James Weldon Johnson Biography
James Weldon Johnson's career was one of extraordinary range, spanning the worlds of diplomacy (as U.S. consul in Venezuela and Nicaragua), politics (as Secretary of the NAACP), journalism (as founder of one newspaper and longtime editor of another), musical theater (as lyricist for the Broadway songwriting team of Cole and Johnson Brothers), and literature (as novelist, poet, and anthologist). At the dawning of what would become the modern civil rights movement, he forged a record of accomplishment that defied the odds.
While a freshman in college, Johnson took a trip throughout the rural South, igniting his interest in the African American folk tradition. Later he would incorporate the rhythms and ideals of these traditions in his uniquely beautiful poetry. After graduating from the University, Johnson first became a high school principal; then in 1906, he accepted the position of U.S. Consul in Venezuela and later in Nicaragua. While overseas, Johnson had several poems published in the United States.In 1912, James published anonymously his novel, The Autobiography of an Ex- Colored Man This novel tells the story of a mulatto giving up his racial roots for the comfort of being a mediocre, middle-class white person. The book is very interesting
The Autobiography of an Ex- Colored Man is about a young man born in the southern state of Georgia, but was raised in the northern part of the country, which is frequently referred to as Negro friendly. Growing up he didn’t know if he was black or white.He lives alone with his mother and where a kind white man used to visit them., he knows that she received secret money from the man in Georgia and supported them . Soon after this the boy learned that the white man from Georgia was his father, that this man had moved his mistress and her son to Connecticut when he married a local high-class Southern white woman, and that he had promised to educate his child. This fact just makes the boy even more confused then ever.
The crisis throughout the novel centers on the narrator's discovering his identity. The ex-colored man lives between a black and white societies until he witnesses a lynching of a black man that ends with the man's being burned alive. He feels ashamed of the black race because he believes that they would allow themselves to be treated worse than animals and in that his country would allow a human being to be burned alive. Because of this killing, the ex-colored man declares that he would neither disclaim the black race nor claim the white race. He ends his days living a comfortable, life passing as a white man. However, at times, the ex-colored man regrets that he failed to join with the black men who were making history and a race..
The ex-colored man goes to his grave an ex-colored man, I believe that if the ex-colored man did not pass for a white man than he probably would have died a black man. In the ex-colored man’s early life, his mother does not show him his cultural background and I believe that this adds to the boys identity crisis. Most of experiences that the ex-colored man faced would not have had such a big impact on him if he did not pass for a white man. At the end of chapter one, the boy mother informs him that he in fact a black man.
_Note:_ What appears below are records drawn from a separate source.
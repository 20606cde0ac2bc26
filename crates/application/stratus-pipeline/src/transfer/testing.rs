//! In-memory WebDAV/TUS server for driver unit tests.

use base64::engine::general_purpose::STANDARD;
use base64::Engine as _;
use camino::{Utf8Path, Utf8PathBuf};
use reqwest::header::{HeaderName, HeaderValue};
use reqwest::{Method, StatusCode, Url};
use std::collections::{BTreeMap, HashMap, HashSet};
use std::sync::{Arc, Mutex};
use stratus_core::TransferRecord;
use stratus_infra::net::{
    HttpError, RequestBody, RequestContext, TransferClient, TransferRequest, TransferResponse,
};
use stratus_persistence::{MemoryTransferStore, TransferRecordStore};
use tokio_util::sync::CancellationToken;

use super::{TransferEnv, TransferScope};
use crate::tracker::ProgressReporter;
use crate::{DavEndpoints, TransferOptions};

#[derive(Default)]
struct DavState {
    files: HashMap<String, Vec<u8>>,
    sessions: HashMap<u32, (Vec<u8>, u64)>,
    /// Where a completed session is stored. Completion answers carry no etag.
    targets: HashMap<u32, String>,
    staging: HashMap<String, BTreeMap<String, Vec<u8>>>,
    next_session: u32,
    patch_calls: u32,
    patch_offsets: Vec<u64>,
    fail_patches: HashSet<u32>,
    regress_patch: Option<u32>,
    create_status: Option<StatusCode>,
    put_status: Option<StatusCode>,
    cancel_after: Option<(u32, CancellationToken)>,
    log: Vec<String>,
}

#[derive(Default)]
pub(crate) struct FakeDav {
    state: Mutex<DavState>,
}

fn respond(status: StatusCode, headers: &[(&str, String)]) -> TransferResponse {
    let mut resp = TransferResponse::new(status);
    for (name, value) in headers {
        resp.headers.insert(
            HeaderName::from_bytes(name.as_bytes()).unwrap(),
            HeaderValue::from_str(value).unwrap(),
        );
    }
    resp
}

fn etag_of(data: &[u8]) -> String {
    format!("\"{:x}\"", md5::compute(data))
}

fn metadata_filename(metadata: &str) -> Option<String> {
    metadata
        .split(',')
        .filter_map(|pair| pair.trim().split_once(' '))
        .find(|(key, _)| *key == "filename")
        .and_then(|(_, value)| STANDARD.decode(value).ok())
        .and_then(|raw| String::from_utf8(raw).ok())
}

fn read_body(body: &RequestBody) -> Vec<u8> {
    match body {
        RequestBody::Empty => Vec::new(),
        RequestBody::Bytes(b) => b.to_vec(),
        RequestBody::FileWindow { path, offset, len } => {
            let data = std::fs::read(path).unwrap();
            data[*offset as usize..(*offset + *len) as usize].to_vec()
        }
    }
}

impl FakeDav {
    pub(crate) fn fail_patch_calls(&self, calls: &[u32]) {
        self.state.lock().unwrap().fail_patches.extend(calls);
    }

    pub(crate) fn regress_ack_on_patch(&self, call: u32) {
        self.state.lock().unwrap().regress_patch = Some(call);
    }

    pub(crate) fn reject_create(&self, status: StatusCode) {
        self.state.lock().unwrap().create_status = Some(status);
    }

    pub(crate) fn fail_puts_with(&self, status: StatusCode) {
        self.state.lock().unwrap().put_status = Some(status);
    }

    pub(crate) fn cancel_after_patches(&self, calls: u32, token: CancellationToken) {
        self.state.lock().unwrap().cancel_after = Some((calls, token));
    }

    pub(crate) fn seed_session(&self, id: u32, data: &[u8], length: u64) {
        let mut s = self.state.lock().unwrap();
        s.sessions.insert(id, (data.to_vec(), length));
        s.next_session = s.next_session.max(id);
    }

    pub(crate) fn seed_file(&self, path: &str, data: &[u8]) {
        self.state
            .lock()
            .unwrap()
            .files
            .insert(path.to_string(), data.to_vec());
    }

    pub(crate) fn session_url(&self, collection: &Url, id: u32) -> String {
        collection.join(&format!("/tus/{id}")).unwrap().to_string()
    }

    pub(crate) fn tus_data(&self, id: u32) -> Vec<u8> {
        self.state.lock().unwrap().sessions[&id].0.clone()
    }

    pub(crate) fn file(&self, path: &str) -> Option<Vec<u8>> {
        self.state.lock().unwrap().files.get(path).cloned()
    }

    pub(crate) fn patch_offsets(&self) -> Vec<u64> {
        self.state.lock().unwrap().patch_offsets.clone()
    }

    pub(crate) fn methods(&self) -> Vec<String> {
        self.state.lock().unwrap().log.clone()
    }

    pub(crate) fn session_count(&self) -> usize {
        self.state.lock().unwrap().sessions.len()
    }

    fn handle(&self, req: &TransferRequest, body: Vec<u8>) -> TransferResponse {
        let mut s = self.state.lock().unwrap();
        let method = match req.header_value("X-HTTP-Method-Override") {
            Some(m) if req.method == Method::POST => m.to_string(),
            _ => req.method.to_string(),
        };
        let path = req.url.path().to_string();
        s.log.push(method.clone());
        let tus_id = path
            .strip_prefix("/tus/")
            .and_then(|id| id.parse::<u32>().ok());

        match (method.as_str(), tus_id) {
            ("OPTIONS", _) => respond(
                StatusCode::OK,
                &[
                    ("Tus-Version", "1.0.0".into()),
                    ("Tus-Extension", "creation,termination".into()),
                ],
            ),
            ("POST", None) => {
                if let Some(status) = s.create_status {
                    return respond(status, &[]);
                }
                let length: u64 = req.header_value("Upload-Length").unwrap().parse().unwrap();
                s.next_session += 1;
                let id = s.next_session;
                let offset = body.len() as u64;
                s.sessions.insert(id, (body, length));
                if let Some(name) = req.header_value("Upload-Metadata").and_then(metadata_filename) {
                    s.targets
                        .insert(id, format!("{}/{name}", path.trim_end_matches('/')));
                }
                respond(
                    StatusCode::CREATED,
                    &[
                        ("Location", format!("/tus/{id}")),
                        ("Upload-Offset", offset.to_string()),
                    ],
                )
            }
            ("HEAD", Some(id)) => match s.sessions.get(&id) {
                Some((data, length)) => respond(
                    StatusCode::OK,
                    &[
                        ("Upload-Offset", data.len().to_string()),
                        ("Upload-Length", length.to_string()),
                    ],
                ),
                None => respond(StatusCode::NOT_FOUND, &[]),
            },
            ("PATCH", Some(id)) => {
                s.patch_calls += 1;
                let call = s.patch_calls;
                let offset: u64 = req.header_value("Upload-Offset").unwrap().parse().unwrap();
                s.patch_offsets.push(offset);
                if let Some((n, token)) = &s.cancel_after {
                    if call >= *n {
                        token.cancel();
                    }
                }
                if s.fail_patches.contains(&call) {
                    return respond(StatusCode::INTERNAL_SERVER_ERROR, &[]);
                }
                if s.regress_patch == Some(call) {
                    return respond(
                        StatusCode::NO_CONTENT,
                        &[("Upload-Offset", offset.saturating_sub(5).to_string())],
                    );
                }
                let Some((data, length)) = s.sessions.get_mut(&id) else {
                    return respond(StatusCode::NOT_FOUND, &[]);
                };
                if data.len() as u64 != offset {
                    return respond(StatusCode::CONFLICT, &[]);
                }
                data.extend_from_slice(&body);
                let now = data.len();
                if now as u64 == *length {
                    let done = data.clone();
                    if let Some(target) = s.targets.get(&id).cloned() {
                        s.files.insert(target, done);
                    }
                }
                respond(
                    StatusCode::NO_CONTENT,
                    &[
                        ("Upload-Offset", now.to_string()),
                        ("Upload-Expires", "Wed, 25 Jun 2031 10:00:00 GMT".into()),
                    ],
                )
            }
            ("HEAD", None) => match s.files.get(&path) {
                Some(data) => respond(
                    StatusCode::OK,
                    &[
                        ("ETag", etag_of(data)),
                        ("Content-Length", data.len().to_string()),
                    ],
                ),
                None => respond(StatusCode::NOT_FOUND, &[]),
            },
            ("DELETE", Some(id)) => match s.sessions.remove(&id) {
                Some(_) => respond(StatusCode::NO_CONTENT, &[]),
                None => respond(StatusCode::NOT_FOUND, &[]),
            },
            ("MKCOL", None) => {
                s.staging.insert(path, BTreeMap::new());
                respond(StatusCode::CREATED, &[])
            }
            ("MOVE", None) => {
                let staging = path.trim_end_matches("/.file").to_string();
                let Some(chunks) = s.staging.remove(&staging) else {
                    return respond(StatusCode::NOT_FOUND, &[]);
                };
                let dest = Url::parse(req.header_value("Destination").unwrap()).unwrap();
                let data: Vec<u8> = chunks.into_values().flatten().collect();
                let declared: usize = req.header_value("OC-Total-Length").unwrap().parse().unwrap();
                if declared != data.len() {
                    return respond(StatusCode::BAD_REQUEST, &[]);
                }
                let etag = etag_of(&data);
                s.files.insert(dest.path().to_string(), data);
                respond(StatusCode::CREATED, &[("ETag", etag)])
            }
            ("PUT", None) => {
                let (parent, name) = path.rsplit_once('/').unwrap();
                if let Some(chunks) = s.staging.get_mut(parent) {
                    chunks.insert(name.to_string(), body);
                    return respond(StatusCode::CREATED, &[]);
                }
                if let Some(status) = s.put_status {
                    return respond(status, &[]);
                }
                if let Some(expected) = req.header_value("If-Match") {
                    let current = s.files.get(&path).map(|d| etag_of(d));
                    if current.as_deref() != Some(expected) {
                        return respond(StatusCode::PRECONDITION_FAILED, &[]);
                    }
                }
                let etag = etag_of(&body);
                s.files.insert(path, body);
                respond(StatusCode::CREATED, &[("ETag", etag)])
            }
            _ => respond(StatusCode::METHOD_NOT_ALLOWED, &[]),
        }
    }
}

#[async_trait::async_trait]
impl TransferClient for FakeDav {
    async fn send(
        &self,
        req: TransferRequest,
        ctx: &RequestContext,
    ) -> Result<TransferResponse, HttpError> {
        if ctx.cancel.is_cancelled() {
            return Err(HttpError::Cancelled);
        }
        let body = read_body(&req.body);
        let resp = self.handle(&req, body);
        if resp.status.is_success() {
            if let Some(cb) = &ctx.progress {
                cb(req.body.len());
            }
        }
        Ok(resp)
    }

    async fn download_to(
        &self,
        url: Url,
        _headers: Vec<(String, String)>,
        dest: &Utf8Path,
        ctx: &RequestContext,
    ) -> Result<TransferResponse, HttpError> {
        if ctx.cancel.is_cancelled() {
            return Err(HttpError::Cancelled);
        }
        let Some(data) = self.file(url.path()) else {
            return Ok(respond(StatusCode::NOT_FOUND, &[]));
        };
        if let Some(parent) = dest.parent() {
            std::fs::create_dir_all(parent)?;
        }
        std::fs::write(dest, &data)?;
        if let Some(cb) = &ctx.progress {
            cb(data.len() as u64);
        }
        Ok(respond(StatusCode::OK, &[("ETag", etag_of(&data))]))
    }
}

/// A record, a source file, a store and a fake server wired together.
pub(crate) struct Harness {
    pub dav: Arc<FakeDav>,
    pub env: TransferEnv,
    pub record: TransferRecord,
    pub root: Utf8PathBuf,
    _dir: tempfile::TempDir,
}

pub(crate) fn test_options() -> TransferOptions {
    TransferOptions {
        chunk_threshold: 16,
        tus_chunk_size: 10,
        legacy_chunk_size: 10,
        backoff_base: std::time::Duration::from_millis(1),
        backoff_max: std::time::Duration::from_millis(4),
        scheduler_backoff_base: std::time::Duration::from_millis(1),
        scheduler_backoff_max: std::time::Duration::from_millis(4),
        checksums: false,
        ..TransferOptions::default()
    }
}

impl Harness {
    pub(crate) fn new(dav: FakeDav, content: &[u8]) -> Self {
        Self::with_options(dav, content, |_| {})
    }

    pub(crate) fn with_options(
        dav: FakeDav,
        content: &[u8],
        tweak: impl FnOnce(&mut TransferOptions),
    ) -> Self {
        let dir = tempfile::tempdir().unwrap();
        let root = Utf8PathBuf::from_path_buf(dir.path().to_path_buf()).unwrap();
        let source = root.join("source.bin");
        std::fs::write(&source, content).unwrap();

        let record = TransferRecord::new_upload(
            "alice",
            source.as_str(),
            "/docs/source.bin",
            "application/octet-stream",
            content.len() as u64,
        );
        let store = Arc::new(MemoryTransferStore::new());
        store.insert(&record).unwrap();

        let mut options = test_options();
        tweak(&mut options);
        let dav = Arc::new(dav);
        let env = TransferEnv::new(
            dav.clone(),
            store,
            DavEndpoints::for_user("http://dav.test", "alice").unwrap(),
            options,
        );
        Self {
            dav,
            env,
            record,
            root,
            _dir: dir,
        }
    }

    pub(crate) fn collection(&self) -> Url {
        self.env
            .endpoints
            .parent_collection_url(&self.record.remote_path, None)
            .unwrap()
    }

    pub(crate) fn scope(&self) -> TransferScope {
        TransferScope::new(
            CancellationToken::new(),
            ProgressReporter::silent(self.record.id.clone(), self.record.size),
        )
    }

    pub(crate) fn stored(&self) -> TransferRecord {
        self.env.store.get(&self.record.id).unwrap().unwrap()
    }
}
Black Code laws was going on when The Autobiography of an Ex- Colored Man was written Black code laws controlled almost every aspect of life was regulated, including the freedom to roam. Often blacks were prohibited from entering towns without permission. In Opelousas, Louisiana, blacks needed permission from their employer to enter the town. A note was required, and it had to state the nature and length of the visit. Any black found without a note after ten o'clock at night was subject to imprisonment. Residency within towns and cities was also discouraged. Local ordinances in Louisiana made it almost impossible for blacks to live within the towns or cities. Residency was only possible if a white employer agreed to take responsibility for his employee's conduct.
The Autobiography of an Ex- Colored Man and The Color of Water are both alike. Ruth McBride was a religious woman. She loved going to church. Religion played a big part role in her life. She put religion and education before anything else. The only thing she would look forward to all week was going to church on Sunday. But religion didn't always play a positive role in her life. Made her feel different from others. Religion made her feel alienated, but it was her protector, and her love. Religion didn't always play a positive aspect in her life. She felt different from everyone at the time. Even Jewish people were made fun of, and ridiculed at one time. She would get made fun of at school, so she wouldn't socialize with anyone. Ruth didn’t sow that she was white. Unlike Ruth the doesn’t know that he is black and that’s how James McBride was, he didn’t understand that his mother was white because she never brought it up. Both of these character relate because it shows how race can truly determine who you are as a person. If you don’t know who you are and where you come from, than you don’t know where you are going.
This book was originally published anonymously because this book was written when the world was not as understanding about different races being mixed as they are in today’s society. Although the world is not the same we still have racism in the world except it not as bad as before. If James Weldon Johnson would have revealed who he was than the public probably wasn’t going to accept it, because no one had ever talked about.
We live in a world of differences, that’s why sometimes race can play as a major factor in our lives.I believe that if the boy would have known from the start that he was a black man then his life would have been a lot better. He would have been prepared for the world and would have known who he was as a person and wouldn’t had to search for the answers all of his life.